Jessica Pressman lecture (March 9)

November 26th, 2011

Transcriptions is pleased to sponsor a lecture by Jessica Pressman in winter term. She will be speaking on “The Undead Book: Jonathan Safron Foer’s Tree of Codes as Bookwork.”

Date:  Friday, March 9 (time TBA)

Jessica Pressman is Assistant Professor of English at Yale, where she works on literary experiments from the 20th and 21st centuries and across media forms. Her first book project, Digital Modernism: Making it New in New Media, reads contemporary works of digital literature in relation to literary modernism and her current research, which she will present, focuses on how 21st-century literature—both in print and online— responds to the threat of an increasingly paperless and multimodal society.

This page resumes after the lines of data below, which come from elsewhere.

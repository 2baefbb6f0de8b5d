//! Ordering of host snapshots for display and streaming.

use std::cmp::Ordering;

use serde::{Deserialize, Serialize};

use crate::snapshot::HostSnapshot;

#[derive(Debug, Clone, Copy, PartialEq, Eq, Default, Serialize, Deserialize, clap::ValueEnum)]
#[serde(rename_all = "lowercase")]
pub enum SortKey {
    #[default]
    Name,
    Rtt,
    Loss,
    Jitter,
    Avg,
}

#[derive(Debug, Clone, Copy, PartialEq, Eq, Default, Serialize, Deserialize)]
#[serde(rename_all = "lowercase")]
pub enum SortDirection {
    #[default]
    Ascending,
    Descending,
}

#[derive(Debug, Clone, Copy, PartialEq, Eq, Default, Serialize, Deserialize)]
pub struct SortOrder {
    pub key: SortKey,
    pub direction: SortDirection,
}

impl SortOrder {
    pub fn new(key: SortKey, direction: SortDirection) -> Self {
        Self { key, direction }
    }

    pub fn ascending(key: SortKey) -> Self {
        Self::new(key, SortDirection::Ascending)
    }

    pub fn descending(key: SortKey) -> Self {
        Self::new(key, SortDirection::Descending)
    }
}

/// Absent metrics rank as the worst (highest) value in either direction.
fn compare_metric(a: Option<f64>, b: Option<f64>) -> Ordering {
    a.unwrap_or(f64::INFINITY)
        .total_cmp(&b.unwrap_or(f64::INFINITY))
}

fn compare(a: &HostSnapshot, b: &HostSnapshot, order: SortOrder) -> Ordering {
    let primary = match order.key {
        SortKey::Name => a.host.to_lowercase().cmp(&b.host.to_lowercase()),
        SortKey::Rtt => compare_metric(a.rtt_ms, b.rtt_ms),
        SortKey::Loss => a.loss_pct.total_cmp(&b.loss_pct),
        SortKey::Jitter => compare_metric(a.jitter_ms, b.jitter_ms),
        SortKey::Avg => compare_metric(a.avg_ms, b.avg_ms),
    };

    let primary = match order.direction {
        SortDirection::Ascending => primary,
        SortDirection::Descending => primary.reverse(),
    };

    // Name ascending regardless of direction, so equal rows never swap.
    primary.then_with(|| a.host.cmp(&b.host))
}

/// Sort snapshots into a total order for the given key and direction.
pub fn rank(mut snapshots: Vec<HostSnapshot>, order: SortOrder) -> Vec<HostSnapshot> {
    snapshots.sort_by(|a, b| compare(a, b, order));
    snapshots
}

Speculative Futures — Symposium I: Perspectives on Risk

October 11th, 2011

Oct.14 (Fri), 2-5 pm
Symposium: Perspectives on Risk
(Wallis Annenberg conference room at SSMS 4315)

Serving as an introduction to programs on “Speculative Futures” (the Critical Issues in America theme for 2011-2), the talks offer both history and post-mortem: the pasts of contemporary risk discourse and the impact of thinking about futures on the present.

2:00-3:00
Professor Wolf Kittler (UCSB), “Origins of Risk”

The talk will trace the long history of risk. First used by dolce stil novo poets in the thirteenth century, the word was soon applied to maritime insurance by North Italian bankers, “the Pope’s Merchants,” as they were called, who brought the word and the idea from Lombardy to Lombard Street in London. After the Italians had been expelled, their business was taken over by the coffee house owner Edward Lloyd and his descendants who made a fortune in the slave trade. At the end of the nineteenth century, when new forms of danger had emerged in the industrial revolution, the Accident Insurance Act, which was issued by the new German Reich in 1884, transferred the term risk from maritime law to the legislation on firm land. Since Ulrich Beck’s book Risk Society, which was published in 1986, the extension of the term has acquired global dimensions.

3:00-3:30       Coffee Break

3:30-4:30
Professor Colin Milburn (UC Davis), “Post-mortem: the Necrosis of Nanotechnology”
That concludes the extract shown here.